A mum has been left outraged after her son's teacher started referring to him by an "unacceptable" nickname. The woman explained how her son's first grade teacher has also been encouraging the other children in his class to use this nickname over his given name.
She says it's important that everybody uses either his full name or the nickname she picked out for him because it has "cultural significance" to her. She said: "We had problems with his teacher calling him Alex and encouraging the other children to do it too. I told her not to, and it didn't seem to be a problem which I was thankful for."

However, the teacher continued to call the six-year-old Alex in class so the mum decided to confront her about it.
"I brought up that she should only call my son by his full name or Sasha, which we call him at home," she added on Reddit.

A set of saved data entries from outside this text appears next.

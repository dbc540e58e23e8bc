//! Snapshot holder for command dispatch.
//!
//! [`SiteStore`] owns the current [`SiteState`] snapshot and serializes
//! command application: commands run to completion one at a time against one
//! versioned snapshot, and readers hold `Arc<SiteState>` handles that stay
//! valid (and immutable) while newer snapshots are installed.
//!
//! # Thread Safety
//!
//! - `snapshot()` returns `Arc<SiteState>` with minimal locking (just an Arc
//!   clone)
//! - `dispatch()` holds a mutex for the apply-and-swap, so two structural
//!   mutations never interleave

use std::sync::{Arc, Mutex, RwLock};

use sg_model::PageId;

use crate::command::SiteCommand;
use crate::error::SiteError;
use crate::state::SiteState;

/// Configuration for [`SiteStore`].
#[derive(Clone, Debug)]
pub struct StoreConfig {
    /// Kind namespace for generated page ids (`"<kind> /<uuid>"`).
    pub page_kind: String,
    /// Reject commands that would give two live siblings the same slug.
    ///
    /// Off by default: the engine itself never enforces sibling slug
    /// uniqueness, matching the documented caller-side contract.
    pub reject_duplicate_slugs: bool,
}

impl Default for StoreConfig {
    fn default() -> Self {
        Self {
            page_kind: "SitePage".to_owned(),
            reject_duplicate_slugs: false,
        }
    }
}

/// Owns the current snapshot and serializes command dispatch.
pub struct SiteStore {
    config: StoreConfig,
    /// Serializes dispatch so commands apply one at a time.
    dispatch_lock: Mutex<()>,
    /// Current snapshot (atomically swappable).
    current: RwLock<Arc<SiteState>>,
}

impl SiteStore {
    /// Create a store holding the initial empty state.
    #[must_use]
    pub fn new(config: StoreConfig) -> Self {
        Self {
            config,
            dispatch_lock: Mutex::new(()),
            current: RwLock::new(Arc::new(SiteState::default())),
        }
    }

    /// Create a store seeded with an existing snapshot (e.g. hydrated from a
    /// published build).
    #[must_use]
    pub fn with_state(config: StoreConfig, state: SiteState) -> Self {
        Self {
            config,
            dispatch_lock: Mutex::new(()),
            current: RwLock::new(Arc::new(state)),
        }
    }

    /// Current snapshot.
    ///
    /// The returned `Arc<SiteState>` is internally consistent and can be
    /// read without holding any lock; it is unaffected by later dispatches.
    ///
    /// # Panics
    ///
    /// Panics if the internal `RwLock` is poisoned.
    #[must_use]
    pub fn snapshot(&self) -> Arc<SiteState> {
        self.current.read().unwrap().clone()
    }

    /// Generate a fresh page id in the configured namespace.
    #[must_use]
    pub fn generate_page_id(&self) -> PageId {
        PageId::generate(&self.config.page_kind)
    }

    /// Apply a command against the current snapshot and install the result.
    ///
    /// Returns the committed snapshot so the caller can run the follow-up
    /// routing resolution against exactly the state it observed.
    ///
    /// # Errors
    ///
    /// Propagates [`SiteError`] from validation or application; the current
    /// snapshot is left unchanged on error.
    ///
    /// # Panics
    ///
    /// Panics if an internal lock is poisoned.
    pub fn dispatch(&self, command: SiteCommand) -> Result<Arc<SiteState>, SiteError> {
        let _guard = self.dispatch_lock.lock().unwrap();

        let current = self.snapshot();
        if self.config.reject_duplicate_slugs {
            Self::check_slugs(&current, &command)?;
        }

        let next = Arc::new(current.apply(command)?);
        *self.current.write().unwrap() = Arc::clone(&next);
        Ok(next)
    }

    /// Opt-in sibling slug validation, run before apply.
    fn check_slugs(state: &SiteState, command: &SiteCommand) -> Result<(), SiteError> {
        match command {
            SiteCommand::AddPage { page_id, page } => {
                if state.slug_in_use(page.parent.as_ref(), &page.slug, Some(page_id)) {
                    return Err(SiteError::DuplicateSlug {
                        slug: page.slug.clone(),
                    });
                }
            }
            SiteCommand::UpdatePage {
                page_id,
                slug: Some(slug),
                ..
            } => {
                let parent = state.get_node(page_id).and_then(|node| node.parent.clone());
                if state.slug_in_use(parent.as_ref(), slug, Some(page_id)) {
                    return Err(SiteError::DuplicateSlug { slug: slug.clone() });
                }
            }
            SiteCommand::MovePage {
                page_id,
                parent_page_id,
            } => {
                let Some(node) = state.get_node(page_id) else {
                    return Ok(());
                };
                if node.parent.as_ref() != parent_page_id.as_ref()
                    && state.slug_in_use(parent_page_id.as_ref(), &node.slug, Some(page_id))
                {
                    return Err(SiteError::DuplicateSlug {
                        slug: node.slug.clone(),
                    });
                }
            }
            _ => {}
        }
        Ok(())
    }
}
//! Page nodes and metadata.
//!
//! A [`PageNode`] is a single content-tree entity: slug, template reference,
//! weak tree links (parent id, ordered child ids), an owned field store, and
//! page metadata. Tree links are ids, never owning pointers, so a node can be
//! referenced before it exists and survives the soft deletion of relatives.

use std::collections::HashMap;

use serde::{Deserialize, Serialize};

use crate::field::Field;
use crate::id::PageId;

/// Page-level metadata as edited in the page explorer.
///
/// Replaced wholesale by an update command; callers wanting a partial update
/// pre-merge with the previous record themselves.
#[derive(Clone, Debug, Default, PartialEq, Eq, Serialize, Deserialize)]
#[serde(rename_all = "camelCase")]
pub struct PageMetadata {
    #[serde(default, skip_serializing_if = "Option::is_none")]
    pub title: Option<String>,
    #[serde(default, skip_serializing_if = "Option::is_none")]
    pub description: Option<String>,
    #[serde(default, skip_serializing_if = "Option::is_none")]
    pub image: Option<String>,
    #[serde(default, skip_serializing_if = "Option::is_none")]
    pub canonical: Option<String>,
    /// Whether the page is included in the published site.
    #[serde(default)]
    pub published: bool,
    /// Timestamp of the last publish, as an RFC 3339 string.
    #[serde(default, skip_serializing_if = "Option::is_none")]
    pub date_published: Option<String>,
}

/// Site-wide metadata, independent of any page.
#[derive(Clone, Debug, Default, PartialEq, Eq, Serialize, Deserialize)]
#[serde(rename_all = "camelCase")]
pub struct SiteMetadata {
    #[serde(default, skip_serializing_if = "Option::is_none")]
    pub title: Option<String>,
    #[serde(default, skip_serializing_if = "Option::is_none")]
    pub description: Option<String>,
    #[serde(default, skip_serializing_if = "Option::is_none")]
    pub site_url: Option<String>,
}

/// A single content-tree entity.
#[derive(Clone, Debug, Default, PartialEq, Serialize, Deserialize)]
#[serde(rename_all = "camelCase")]
pub struct PageNode {
    /// Slug, unique among siblings by caller contract.
    #[serde(default, skip_serializing_if = "String::is_empty")]
    pub slug: String,
    /// Template reference. `None` marks an unresolvable stub, shown as
    /// "locked" in the editor.
    #[serde(default, skip_serializing_if = "Option::is_none")]
    pub template: Option<String>,
    /// Parent id. `None` means the node is a root.
    #[serde(default, skip_serializing_if = "Option::is_none")]
    pub parent: Option<PageId>,
    /// Ordered child ids; order defines sibling display order.
    #[serde(default, skip_serializing_if = "Vec::is_empty")]
    pub children: Vec<PageId>,
    /// Owned field store, keyed by field name.
    #[serde(default, skip_serializing_if = "HashMap::is_empty")]
    pub fields: HashMap<String, Field>,
    #[serde(default)]
    pub page_metadata: PageMetadata,
    /// Request path baked into the last published build, if any. Absent for
    /// nodes created in the editor since that build.
    #[serde(default, skip_serializing_if = "Option::is_none")]
    pub static_path: Option<String>,
    /// Soft-delete flag. A deleted node stays addressable by id but is
    /// excluded from traversal and routing.
    #[serde(default)]
    pub deleted: bool,
}

impl PageNode {
    /// Create an empty stub node.
    ///
    /// Used for creation-on-patch: structural commands may reference an id
    /// that has not yet been independently created, and the registry
    /// materializes it as a stub to tolerate that construction order.
    #[must_use]
    pub fn stub() -> Self {
        Self::default()
    }

    /// Whether the node is unresolvable (no template reference).
    #[must_use]
    pub fn is_locked(&self) -> bool {
        self.template.is_none()
    }
}

/// Flat projection of a node for explorer-style UIs.
///
/// Collapses metadata fallbacks so presentation layers need no knowledge of
/// node internals.
#[derive(Clone, Debug, PartialEq, Eq, Serialize)]
#[serde(rename_all = "camelCase")]
pub struct PageSummary {
    pub slug: String,
    pub title: String,
    pub description: String,
    #[serde(skip_serializing_if = "Option::is_none")]
    pub image: Option<String>,
    pub published: bool,
    #[serde(skip_serializing_if = "Option::is_none")]
    pub last_published: Option<String>,
    /// True when the node has no template and cannot be resolved.
    pub locked: bool,
}

#[cfg(test)]
mod tests {
    use super::*;

    #[test]
    fn test_stub_is_locked_root() {
        let stub = PageNode::stub();
        assert!(stub.is_locked());
        assert!(stub.parent.is_none());
        assert!(stub.children.is_empty());
        assert!(!stub.deleted);
    }

    #[test]
    fn test_node_with_template_is_not_locked() {
        let node = PageNode {
            template: Some("BlogPage".to_owned()),
            ..PageNode::default()
        };
        assert!(!node.is_locked());
    }

    #[test]
    fn test_node_serialization_skips_empty() {
        let json = serde_json::to_value(PageNode::stub()).unwrap();
        assert!(json.get("slug").is_none());
        assert!(json.get("children").is_none());
        assert!(json.get("fields").is_none());
        assert_eq!(json["deleted"], false);
    }

    #[test]
    fn test_node_roundtrip_keeps_links() {
        let node = PageNode {
            slug: "blog".to_owned(),
            template: Some("BlogPage".to_owned()),
            parent: Some(PageId::from("SitePage /root")),
            children: vec![PageId::from("SitePage /post-1")],
            ..PageNode::default()
        };

        let json = serde_json::to_string(&node).unwrap();
        let back: PageNode = serde_json::from_str(&json).unwrap();

        assert_eq!(back, node);
    }

    #[test]
    fn test_metadata_defaults_to_unpublished() {
        let meta: PageMetadata = serde_json::from_str("{}").unwrap();
        assert!(!meta.published);
        assert!(meta.title.is_none());
    }
}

"[I said] referring to him as Alex isn't acceptable unless it's a genuine mistake. That's not the name we gave him, so I feel it's reasonable to require.
"She looked confused, acting somehow offended, like I inconvenienced her by asking her to refer to my son by his name and nothing else.

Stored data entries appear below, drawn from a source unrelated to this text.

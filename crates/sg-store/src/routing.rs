//! Dynamic routing table.
//!
//! The table is a derived, cached projection: authoritative page identity
//! lives in the node arena, and the table only answers "which page serves
//! this request path" in O(1) for paths that cannot be derived from static
//! slug concatenation. Entries for an id are always replaced wholesale,
//! never merged per path.

use std::collections::{HashMap, HashSet};

use serde::{Deserialize, Serialize};
use sg_model::PageId;

/// Full-replacement routing update for a set of affected ids.
///
/// Produced by the routing resolver after a structural change and dispatched
/// as an `updateSiteRouting` command. Applying the delta first purges every
/// existing entry whose target id is affected, then installs the new entries,
/// so stale paths pointing at a moved or renamed node cannot linger.
#[derive(Clone, Debug, Default, PartialEq, Serialize, Deserialize)]
#[serde(rename_all = "camelCase")]
pub struct RoutingDelta {
    /// Ids whose routing entries must be replaced.
    #[serde(default)]
    pub affected_ids: Vec<PageId>,
    /// New entries: request path -> page id.
    #[serde(default)]
    pub dynamic_paths: HashMap<String, PageId>,
}

/// Result of a path lookup.
#[derive(Clone, Debug, PartialEq, Eq)]
pub enum PathLookup {
    /// The path is served by a dynamic routing entry.
    Dynamic(PageId),
    /// No dynamic entry; the caller falls back to static slug resolution.
    Static,
}

/// Mapping from request path to page id for dynamic paths.
#[derive(Clone, Debug, Default, PartialEq, Serialize, Deserialize)]
#[serde(rename_all = "camelCase")]
pub struct RoutingTable {
    #[serde(default)]
    dynamic_paths: HashMap<String, PageId>,
}

impl RoutingTable {
    /// Look up the page serving a request path.
    #[must_use]
    pub fn resolve(&self, path: &str) -> PathLookup {
        match self.dynamic_paths.get(path) {
            Some(id) => PathLookup::Dynamic(id.clone()),
            None => PathLookup::Static,
        }
    }

    /// Reverse lookup: the dynamic path registered for an id, if any.
    ///
    /// When several paths target the same id, the lexicographically smallest
    /// one is returned so the answer is deterministic.
    #[must_use]
    pub fn path_for(&self, id: &PageId) -> Option<&str> {
        self.dynamic_paths
            .iter()
            .filter(|(_, target)| *target == id)
            .map(|(path, _)| path.as_str())
            .min()
    }

    /// All entries, unordered.
    pub fn iter(&self) -> impl Iterator<Item = (&str, &PageId)> {
        self.dynamic_paths
            .iter()
            .map(|(path, id)| (path.as_str(), id))
    }

    /// Number of dynamic entries.
    #[must_use]
    pub fn len(&self) -> usize {
        self.dynamic_paths.len()
    }

    /// True when no dynamic entries exist.
    #[must_use]
    pub fn is_empty(&self) -> bool {
        self.dynamic_paths.is_empty()
    }

    /// Apply a full-replacement delta.
    ///
    /// Purges every entry whose *value* is in `affected_ids`, regardless of
    /// the entry's key, before installing the new entries.
    pub(crate) fn apply_delta(&mut self, delta: &RoutingDelta) {
        let affected: HashSet<&PageId> = delta.affected_ids.iter().collect();

        self.dynamic_paths.retain(|_, id| !affected.contains(id));

        for (path, id) in &delta.dynamic_paths {
            if let Some(previous) = self.dynamic_paths.get(path)
                && previous != id
            {
                tracing::warn!(
                    path = %path,
                    previous = %previous,
                    next = %id,
                    "Dynamic path collision: entry re-targeted"
                );
            }
            self.dynamic_paths.insert(path.clone(), id.clone());
        }
    }
}

#[cfg(test)]
mod tests {
    use super::*;

    fn delta(affected: &[&str], entries: &[(&str, &str)]) -> RoutingDelta {
        RoutingDelta {
            affected_ids: affected.iter().map(|id| PageId::from(*id)).collect(),
            dynamic_paths: entries
                .iter()
                .map(|(path, id)| ((*path).to_owned(), PageId::from(*id)))
                .collect(),
        }
    }

    #[test]
    fn test_apply_delta_installs_entries() {
        let mut table = RoutingTable::default();

        table.apply_delta(&delta(&["P1"], &[("/a", "P1")]));

        assert_eq!(table.resolve("/a"), PathLookup::Dynamic(PageId::from("P1")));
        assert_eq!(table.len(), 1);
    }

    #[test]
    fn test_apply_delta_purges_by_value_not_key() {
        let mut table = RoutingTable::default();
        table.apply_delta(&delta(&["P1"], &[("/old/path", "P1")]));

        // New entry under a completely different key; the old one must go.
        table.apply_delta(&delta(&["P1"], &[("/a", "P1")]));

        assert_eq!(table.resolve("/old/path"), PathLookup::Static);
        assert_eq!(table.resolve("/a"), PathLookup::Dynamic(PageId::from("P1")));
    }

    #[test]
    fn test_apply_delta_with_empty_paths_clears_id() {
        let mut table = RoutingTable::default();
        table.apply_delta(&delta(&["P1"], &[("/a", "P1")]));

        table.apply_delta(&delta(&["P1"], &[]));

        assert_eq!(table.resolve("/a"), PathLookup::Static);
        assert!(table.is_empty());
    }

    #[test]
    fn test_apply_delta_leaves_unaffected_ids_alone() {
        let mut table = RoutingTable::default();
        table.apply_delta(&delta(&["P1"], &[("/a", "P1")]));
        table.apply_delta(&delta(&["P2"], &[("/b", "P2")]));

        table.apply_delta(&delta(&["P1"], &[("/a2", "P1")]));

        assert_eq!(table.resolve("/b"), PathLookup::Dynamic(PageId::from("P2")));
        assert_eq!(table.resolve("/a"), PathLookup::Static);
        assert_eq!(
            table.resolve("/a2"),
            PathLookup::Dynamic(PageId::from("P1"))
        );
    }

    #[test]
    fn test_path_for_returns_smallest_path() {
        let mut table = RoutingTable::default();
        table.apply_delta(&delta(&["P1"], &[("/b", "P1"), ("/a", "P1")]));

        assert_eq!(table.path_for(&PageId::from("P1")), Some("/a"));
        assert_eq!(table.path_for(&PageId::from("P9")), None);
    }
}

"I wasn't being hostile, I just told her to call him what was written on his papers, either Aleksandr or Sasha.
"I didn't ask her to correct the other kids, only that she made an attempt to use the right names."

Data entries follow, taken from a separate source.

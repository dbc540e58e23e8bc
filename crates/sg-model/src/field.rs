//! Structured content fields.
//!
//! A page owns a mapping of field name to [`Field`]: either a scalar
//! [`PlainField`] or an ordered [`BlocksField`] whose slots are addressed by
//! integer position and hold named sub-fields. The `_type` discriminator is
//! carried on the wire so generic field lookups can be narrowed safely.
//!
//! Block positions are dense-ish integer keys, not required to be
//! contiguous; rendering order is ascending position. Deleting a block is a
//! soft delete so that code holding a stale position never silently
//! re-targets a different block.

use std::collections::{BTreeMap, HashMap};

use serde::{Deserialize, Serialize};
use serde_json::Value;

/// A single content field variant.
#[derive(Clone, Debug, PartialEq, Serialize, Deserialize)]
#[serde(tag = "_type")]
pub enum Field {
    PlainField(PlainField),
    BlocksField(BlocksField),
}

impl Field {
    /// Discriminator name as carried on the wire.
    #[must_use]
    pub fn type_name(&self) -> &'static str {
        match self {
            Self::PlainField(_) => "PlainField",
            Self::BlocksField(_) => "BlocksField",
        }
    }

    /// Narrow to a plain field.
    #[must_use]
    pub fn as_plain(&self) -> Option<&PlainField> {
        match self {
            Self::PlainField(plain) => Some(plain),
            Self::BlocksField(_) => None,
        }
    }

    /// Narrow to a blocks field.
    #[must_use]
    pub fn as_blocks(&self) -> Option<&BlocksField> {
        match self {
            Self::BlocksField(blocks) => Some(blocks),
            Self::PlainField(_) => None,
        }
    }

    /// Narrow to a mutable blocks field.
    pub fn as_blocks_mut(&mut self) -> Option<&mut BlocksField> {
        match self {
            Self::BlocksField(blocks) => Some(blocks),
            Self::PlainField(_) => None,
        }
    }
}

/// Scalar content value attached to a page.
#[derive(Clone, Debug, Default, PartialEq, Serialize, Deserialize)]
pub struct PlainField {
    /// Opaque content blob; `null` until a write lands.
    #[serde(default)]
    pub content: Value,
}

/// Ordered, position-addressed collection of typed content blocks.
#[derive(Clone, Debug, Default, PartialEq, Serialize, Deserialize)]
pub struct BlocksField {
    /// Slots keyed by position; iteration order is ascending position.
    #[serde(default)]
    pub blocks: BTreeMap<u32, Block>,
}

impl BlocksField {
    /// Blocks that are not soft-deleted, in ascending position order.
    pub fn live_blocks(&self) -> impl Iterator<Item = (u32, &Block)> {
        self.blocks
            .iter()
            .filter(|(_, block)| !block.deleted)
            .map(|(&position, block)| (position, block))
    }
}

/// One slot of a blocks field.
#[derive(Clone, Debug, Default, PartialEq, Serialize, Deserialize)]
#[serde(rename_all = "camelCase")]
pub struct Block {
    /// Block type as defined by the page template.
    pub type_name: String,
    /// Named sub-field values.
    #[serde(default, skip_serializing_if = "HashMap::is_empty")]
    pub fields: HashMap<String, Value>,
    /// Soft-delete flag; the slot id is preserved for stale references.
    #[serde(default)]
    pub deleted: bool,
}

/// Registration payload: seeds field/block structure, never content.
#[derive(Clone, Debug, PartialEq, Eq, Serialize, Deserialize)]
#[serde(rename_all = "camelCase")]
pub struct FieldSpec {
    pub field_name: String,
    /// When present, the registration targets a block slot.
    #[serde(default, skip_serializing_if = "Option::is_none")]
    pub block: Option<BlockSpec>,
}

/// Block slot portion of a [`FieldSpec`].
#[derive(Clone, Debug, PartialEq, Eq, Serialize, Deserialize)]
#[serde(rename_all = "camelCase")]
pub struct BlockSpec {
    pub position: u32,
    pub type_name: String,
    /// When present, an empty sub-field entry is seeded under this name.
    #[serde(default, skip_serializing_if = "Option::is_none")]
    pub block_field_name: Option<String>,
}

/// Selects an existing field, block slot, or block sub-field.
///
/// How much of `block` is specified decides the granularity a delete or
/// unregister command operates at.
#[derive(Clone, Debug, PartialEq, Eq, Serialize, Deserialize)]
#[serde(rename_all = "camelCase")]
pub struct FieldSelector {
    pub field_name: String,
    #[serde(default, skip_serializing_if = "Option::is_none")]
    pub block: Option<BlockSelector>,
}

/// Block slot portion of a [`FieldSelector`].
#[derive(Clone, Debug, PartialEq, Eq, Serialize, Deserialize)]
#[serde(rename_all = "camelCase")]
pub struct BlockSelector {
    pub position: u32,
    #[serde(default, skip_serializing_if = "Option::is_none")]
    pub block_field_name: Option<String>,
}

/// Content write targeting a field, discriminated like the stored variant.
///
/// The discriminator must agree with the stored field's; the store treats a
/// mismatch as a caller contract violation and leaves the field untouched.
#[derive(Clone, Debug, PartialEq, Serialize, Deserialize)]
#[serde(tag = "_type")]
pub enum FieldWrite {
    #[serde(rename_all = "camelCase")]
    PlainField { field_name: String, content: Value },
    #[serde(rename_all = "camelCase")]
    BlocksField {
        field_name: String,
        block_position: u32,
        block_field_name: String,
        value: Value,
    },
}

impl FieldWrite {
    /// Name of the targeted field.
    #[must_use]
    pub fn field_name(&self) -> &str {
        match self {
            Self::PlainField { field_name, .. } | Self::BlocksField { field_name, .. } => {
                field_name
            }
        }
    }

    /// Discriminator name as carried on the wire.
    #[must_use]
    pub fn type_name(&self) -> &'static str {
        match self {
            Self::PlainField { .. } => "PlainField",
            Self::BlocksField { .. } => "BlocksField",
        }
    }
}
//! The discriminated command surface.
//!
//! Every edit the page-tree editor drives is one [`SiteCommand`] variant,
//! applied atomically by [`SiteState::apply`](crate::SiteState::apply). The
//! serde tag mirrors the wire action names consumed by UI layers.

use std::collections::HashMap;

use serde::{Deserialize, Serialize};
use sg_model::{
    Field, FieldSelector, FieldSpec, FieldWrite, PageId, PageMetadata, PageNode, SiteMetadata,
};

use crate::routing::RoutingDelta;

/// Payload of an add-page command.
///
/// The full node shape minus engine-owned attributes: a freshly added page
/// never carries a baked static path and is never born deleted.
#[derive(Clone, Debug, Default, PartialEq, Serialize, Deserialize)]
#[serde(rename_all = "camelCase")]
pub struct PageCreate {
    #[serde(default)]
    pub slug: String,
    #[serde(default, skip_serializing_if = "Option::is_none")]
    pub template: Option<String>,
    #[serde(default, skip_serializing_if = "Option::is_none")]
    pub parent: Option<PageId>,
    #[serde(default, skip_serializing_if = "Vec::is_empty")]
    pub children: Vec<PageId>,
    #[serde(default, skip_serializing_if = "HashMap::is_empty")]
    pub fields: HashMap<String, Field>,
    #[serde(default)]
    pub page_metadata: PageMetadata,
}

impl From<PageCreate> for PageNode {
    fn from(page: PageCreate) -> Self {
        Self {
            slug: page.slug,
            template: page.template,
            parent: page.parent,
            children: page.children,
            fields: page.fields,
            page_metadata: page.page_metadata,
            static_path: None,
            deleted: false,
        }
    }
}

/// A single edit request processed by the dispatcher.
#[derive(Clone, Debug, PartialEq, Serialize, Deserialize)]
#[serde(tag = "type", rename_all = "camelCase")]
pub enum SiteCommand {
    /// Insert a node and link it under its parent.
    #[serde(rename_all = "camelCase")]
    AddPage { page_id: PageId, page: PageCreate },
    /// Overwrite slug and/or replace the whole metadata record.
    #[serde(rename_all = "camelCase")]
    UpdatePage {
        page_id: PageId,
        #[serde(default, skip_serializing_if = "Option::is_none")]
        slug: Option<String>,
        #[serde(default, skip_serializing_if = "Option::is_none")]
        meta: Option<PageMetadata>,
    },
    /// Soft-delete a node.
    #[serde(rename_all = "camelCase")]
    DeletePage { page_id: PageId },
    /// Reparent a node; `None` detaches it to become a root.
    #[serde(rename_all = "camelCase")]
    MovePage {
        page_id: PageId,
        parent_page_id: Option<PageId>,
    },
    /// Seed field/block structure without writing content.
    #[serde(rename_all = "camelCase")]
    RegisterPageField { page_id: PageId, field: FieldSpec },
    /// Write field/block content.
    #[serde(rename_all = "camelCase")]
    UpdatePageField {
        page_id: PageId,
        field_details: FieldWrite,
    },
    /// Soft-delete a block slot.
    #[serde(rename_all = "camelCase")]
    DeletePageField {
        page_id: PageId,
        field: FieldSelector,
    },
    /// Hard-remove a field, block slot, or block sub-field.
    #[serde(rename_all = "camelCase")]
    UnregisterPageField {
        page_id: PageId,
        field: FieldSelector,
    },
    /// Replace the site-wide metadata record.
    #[serde(rename_all = "camelCase")]
    UpdateSiteMeta { meta: SiteMetadata },
    /// Replace routing entries for the affected ids.
    #[serde(rename_all = "camelCase")]
    UpdateSiteRouting { dynamic_paths: RoutingDelta },
    /// Reset to the initial empty state.
    DiscardSiteChanges,
}

impl SiteCommand {
    /// Wire name of the command, for diagnostics.
    #[must_use]
    pub fn name(&self) -> &'static str {
        match self {
            Self::AddPage { .. } => "addPage",
            Self::UpdatePage { .. } => "updatePage",
            Self::DeletePage { .. } => "deletePage",
            Self::MovePage { .. } => "movePage",
            Self::RegisterPageField { .. } => "registerPageField",
            Self::UpdatePageField { .. } => "updatePageField",
            Self::DeletePageField { .. } => "deletePageField",
            Self::UnregisterPageField { .. } => "unregisterPageField",
            Self::UpdateSiteMeta { .. } => "updateSiteMeta",
            Self::UpdateSiteRouting { .. } => "updateSiteRouting",
            Self::DiscardSiteChanges => "discardSiteChanges",
        }
    }
}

After leaving her son's school, her husband called her out for being "unreasonable", telling her she needs to let go of the attachment she had to Aleksandr's name.

"[He said] nobody uses it where we live now, and that kids might take it as a bullying opportunity because kids can be cruel," she added.
"To me it's more important than that because it's the name I chose, and it has some cultural significance to me, so I'm not going to move on it.
"If I wanted a son named Alex (or more likely Alexey), that's what I would have named him."
While most users agreed teachers should call her students by their given names, others argued that her son is old enough to pick his own nickname.
One user said: "I think the teacher should be asking him how he wants to be called.
"I'm saying this as someone who works at a school and has seen many parents refuse to acknowledge their kid's wishes because they're attached to a name they chose because they chose it.
"Your kid is more comfortable going by this name and your kid is their own person. The mum's going to be real upset if her kid decides to go by Alex or change their name entirely when they get older."
Another user added: "Your kid is old enough to choose his own nickname. I get that your attached to that name, but it's not your name, it's your son’s name now.
"If he wants to be called Alex you should support that. Just because you chose something else doesn't really mean much. He’s his own person, and deserves to be treated as such."
A third user said: "I had a situation like this once. I had a student named Elizabeth. I asked her if she preferred Elizabeth or a shortened version like Beth or Liz.
"She told me she likes to be called Lizzie or Elizabeth, so I would call her both interchangeably.
"When it was time for a parent teacher conference, I referred to her as Lizzie to her mum. Her mum completely lost it on me.
"The girl was 11 and old enough to decide what she wanted to be called."